By Sally Wiener Grotta, PCWorldSep 9, 2009 6:54 am PDT
If you or someone in your family has insulin-dependent diabetes, then you know how vitally important it is to keep a detailed log of your blood glucose levels, carbohydrates eaten, amount of exercise you do, and how much insulin you take. Calorie King Diabetes Log for Palm OS ($15, 7-day free trial) devices is an on-the-go program that can help you monitor and take control over your diabetes.
To set up the Diabetes Log, you register your preferences, according to your doctor’s instructions. In particular, you need to set your blood glucose target, as well as how much insulin you should take for the amount of carbs eaten or for lowering a raised blood glucose (BG) level to your target range. That way, the Diabetes Log will be able automatically calculate how much insulin you need to take.
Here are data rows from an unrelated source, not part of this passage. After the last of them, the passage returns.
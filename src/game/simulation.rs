//! Thin bevy host wrapper around the `core` spatial-hash/ORCA planner.
//!
//! Every `FixedUpdate` tick this plugin snapshots `(Transform, Velocity,
//! PreferredVelocity, AvoidanceAgent)` into `core::SimAgent`s, calls
//! `core::run_tick`, and writes the results back onto the entities — a
//! "gather -> solve -> scatter" shape driven by the uniform 3D grid.

use bevy::prelude::*;

use crate::core::filter::{Handle, TraitMask};
use crate::core::{run_tick, BoxObstacleArena, Grid, GridConfig, GridStats, SimAgent, TickConfig};
use crate::game::config::GameConfig;
use crate::game::profiling::profile;

#[derive(Component, Debug, Clone, Copy, Default)]
pub struct Velocity(pub Vec3);

/// The velocity an agent would take with no neighbors in the way; set by
/// steering/input systems (e.g. `control::handle_input`), consumed by the
/// ORCA solve.
#[derive(Component, Debug, Clone, Copy, Default)]
pub struct PreferredVelocity(pub Vec3);

#[derive(Component, Debug, Clone, Copy)]
pub struct AvoidanceAgent {
    pub radius: f32,
    pub max_speed: f32,
    pub acceleration: f32,
    pub time_horizon_agent: f32,
    pub time_horizon_obstacle: f32,
}

#[derive(Resource)]
pub struct CoreGrid(pub Grid);

#[derive(Resource, Default)]
pub struct CoreObstacles {
    pub spheres: Vec<crate::core::SphereObstacleDesc>,
    pub boxes: BoxObstacleArena,
}

#[derive(Resource, Default)]
pub struct CoreGridStats(pub GridStats);

#[derive(Resource, Clone, Copy)]
pub struct CoreTickConfig(pub TickConfig, pub f32);

#[derive(Resource, Default)]
pub struct SimTick(pub u64);

pub struct SimulationPlugin;

impl Plugin for SimulationPlugin {
    fn build(&self, app: &mut App) {
        let cfg = GameConfig::default();
        app.insert_resource(Time::<Fixed>::from_seconds(cfg.tick_dt as f64))
            .insert_resource(CoreGrid(
                Grid::new(GridConfig {
                    origin: Vec3::new(cfg.grid_origin.0, cfg.grid_origin.1, cfg.grid_origin.2),
                    dims: cfg.grid_dims,
                    cell_size: Vec3::new(cfg.grid_cell_size.0, cfg.grid_cell_size.1, cfg.grid_cell_size.2),
                    max_threads_allowed: cfg.max_threads_allowed,
                    min_batch_size_allowed: cfg.min_batch_size_allowed,
                })
                .expect("default grid config is valid"),
            ))
            .insert_resource(CoreObstacles::default())
            .insert_resource(CoreGridStats::default())
            .insert_resource(CoreTickConfig(TickConfig { max_neighbors: cfg.max_neighbors, ..TickConfig::default() }, cfg.tick_dt))
            .init_resource::<SimTick>()
            .add_systems(FixedUpdate, run_avoidance_tick);
    }
}

#[profile]
fn run_avoidance_tick(
    mut query: Query<(Entity, &mut Transform, &mut Velocity, &PreferredVelocity, &AvoidanceAgent)>,
    grid: Res<CoreGrid>,
    mut obstacles: ResMut<CoreObstacles>,
    stats: Res<CoreGridStats>,
    tick_config: Res<CoreTickConfig>,
    mut tick: ResMut<SimTick>,
) {
    tick.0 += 1;

    let mut entities: Vec<Entity> = Vec::new();
    let mut agents: Vec<SimAgent> = Vec::new();
    for (entity, transform, velocity, preferred, avoidance) in query.iter() {
        let index = entities.len() as u32;
        entities.push(entity);
        agents.push(SimAgent {
            handle: Handle::new(index, entity.to_bits()),
            location: transform.translation,
            velocity: velocity.0,
            preferred_velocity: preferred.0,
            radius: avoidance.radius,
            max_speed: avoidance.max_speed,
            acceleration: avoidance.acceleration,
            time_horizon_agent: avoidance.time_horizon_agent,
            time_horizon_obstacle: avoidance.time_horizon_obstacle,
            traits: TraitMask::LOCATED | TraitMask::COLLIDER | TraitMask::AVOIDING | TraitMask::AVOIDANCE | TraitMask::ACTIVATED,
        });
    }

    run_tick(&grid.0, &tick_config.0, &mut agents, &mut obstacles.spheres, &mut obstacles.boxes, tick_config.1, &stats.0);

    for (entity, agent) in entities.iter().zip(agents.iter()) {
        if let Ok((_, mut transform, mut velocity, _, _)) = query.get_mut(*entity) {
            transform.translation = agent.location;
            velocity.0 = agent.velocity;
        }
    }
}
You also fill in fields so the software will display your particular medications in appropriate pull-down menus, your default exercise (and whether you want to measure it in miles, minutes, laps and so forth), and the units of measurement you use for your BG.
You input your BG, exercise and carbohydrates eaten, according to the actual time of day, such as 9:46 AM. You can also specify the time as After Breakfast, After Lunch, After Dinner, Breakfast, Dinner, Feeling Low, Lunch, Sick, Snack, Unfiled, or Custom Categories.
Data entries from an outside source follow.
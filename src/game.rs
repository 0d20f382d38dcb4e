use bevy::prelude::*;

mod camera;
pub mod config;
mod control;
mod profiling;
pub mod simulation;
mod unit;

use camera::RtsCameraPlugin;
use config::GameConfigPlugin;
use control::ControlPlugin;
use simulation::SimulationPlugin;
use unit::UnitPlugin;

pub struct GamePlugin;

impl Plugin for GamePlugin {
    fn build(&self, app: &mut App) {
        app.add_plugins((GameConfigPlugin, SimulationPlugin, RtsCameraPlugin, UnitPlugin, ControlPlugin))
            .add_systems(Startup, setup_game);
    }
}

fn setup_game(mut commands: Commands, mut meshes: ResMut<Assets<Mesh>>, mut materials: ResMut<Assets<StandardMaterial>>) {
    info!("Game setup started");

    // Ground Plane
    commands.spawn((
        Mesh3d(meshes.add(Plane3d::default().mesh().size(2000.0, 2000.0))),
        MeshMaterial3d(materials.add(Color::srgb(0.3, 0.5, 0.3))),
    ));

    // Light
    commands.spawn((
        PointLight { shadows_enabled: true, intensity: 10_000_000.0, range: 4000.0, ..default() },
        Transform::from_xyz(300.0, 600.0, 300.0),
    ));

    // UI Camera
    commands.spawn((Camera2d::default(), Camera { order: 1, ..default() }));
}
When blood glucose, exercise and/or carbs are entered, the Diabetes Log will recommend doses of insulin. But you make the final decision on the dose taken, which you also record. BG entries are automatically color coded, to warn you if your glucose is too low (red) or too high (blue). A simple BG graph can be projected over a day, week, 4 weeks, 3 months. Such charts can be invaluable when planning your ongoing treatment with your doctor. But the program doesn’t chart the total carbs or exercise; that’s done in its sibling program CalorieKing Diet Diary. Nor does the Diabetes Log have an input field for blood pressure, like other programs, such as Diabetes Pilot. However, there’s a section called Notes, for free-wheeling (unsearchable and ungraphed) data, in which you can record your blood pressure or other information.
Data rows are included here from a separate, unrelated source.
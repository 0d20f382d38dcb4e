use bevy::prelude::*;

use crate::game::simulation::{AvoidanceAgent, PreferredVelocity, Velocity};

#[derive(Component)]
pub struct Unit;

#[derive(Component)]
pub struct Selected;

#[derive(Resource)]
pub struct UnitMaterials {
    pub normal: Handle<StandardMaterial>,
    pub selected: Handle<StandardMaterial>,
}

pub struct UnitPlugin;

impl Plugin for UnitPlugin {
    fn build(&self, app: &mut App) {
        app.add_systems(Startup, spawn_test_units).add_systems(Update, update_selection_visuals);
    }
}

fn update_selection_visuals(mut query: Query<(Option<&Selected>, &mut MeshMaterial3d<StandardMaterial>), With<Unit>>, unit_materials: Res<UnitMaterials>) {
    for (selected, mut mat_handle) in query.iter_mut() {
        let target_mat = if selected.is_some() { &unit_materials.selected } else { &unit_materials.normal };
        if mat_handle.0 != *target_mat {
            mat_handle.0 = target_mat.clone();
        }
    }
}

fn spawn_test_units(mut commands: Commands, mut meshes: ResMut<Assets<Mesh>>, mut materials: ResMut<Assets<StandardMaterial>>) {
    let mesh = meshes.add(Capsule3d::new(20.0, 40.0));
    let normal_mat = materials.add(Color::srgb(0.8, 0.7, 0.6));
    let selected_mat = materials.add(Color::srgb(0.2, 0.8, 0.2));

    commands.insert_resource(UnitMaterials { normal: normal_mat.clone(), selected: selected_mat.clone() });

    for x in -2..3 {
        for z in -2..3 {
            commands.spawn((
                Unit,
                Mesh3d(mesh.clone()),
                MeshMaterial3d(normal_mat.clone()),
                Transform::from_xyz(x as f32 * 60.0, 0.0, z as f32 * 60.0),
                Velocity::default(),
                PreferredVelocity::default(),
                AvoidanceAgent { radius: 20.0, max_speed: 150.0, acceleration: 400.0, time_horizon_agent: 2.0, time_horizon_obstacle: 2.0 },
            ));
        }
    }
}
The one limitation that most diabetes diaries have is that the user needs to know the carb levels of all foods, and input them accurately, for correct (and safe) glucose to insulin calculations. That’s where CalorieKing has a major advantage. If CalorieKing’s Diet Diary is also installed on your Palm, the Diabetes Log will use the Diet Diary’s database of over 50,000 foods to calculate your carbs. Unfortunately, the link isn’t seamless. First, you have to leave the Diabetes Log and go into the Diet Diary, to record what you’ve eaten for your meal. Then, you close the diary, open the log, chose to add a food, select import, click on the meal you wish to import, and then click on OK. Only then will the number of carbs from that meal be added to your log. It would be so much more efficient, if the Diabetes Log and the Diet Diary were fully integrated, with one acting as a plug-in to the other.
Although Diabetes Log is primarily designed for insulin-dependent diabetics, it works just as well for non-insulin dependent diabetics and even pregnant women with gestational diabetes. All these diabetics must closely monitor their blood sugar, watch their caloric/carbohydrate intake, and factor in exercise; many must take oral medication as well.
CalorieKing Diabetes Log for Palm OS can be an invaluable tool for maintaining good blood glucose levels, for both insulin and non-insulin dependent diabetics–especially when paired with CalorieKing’s Diet Diary. However, for insulin-dependent diabetics, using a journal like the Diabetes Log for Palm can be of paramount importance, for the sake of your health and even your life.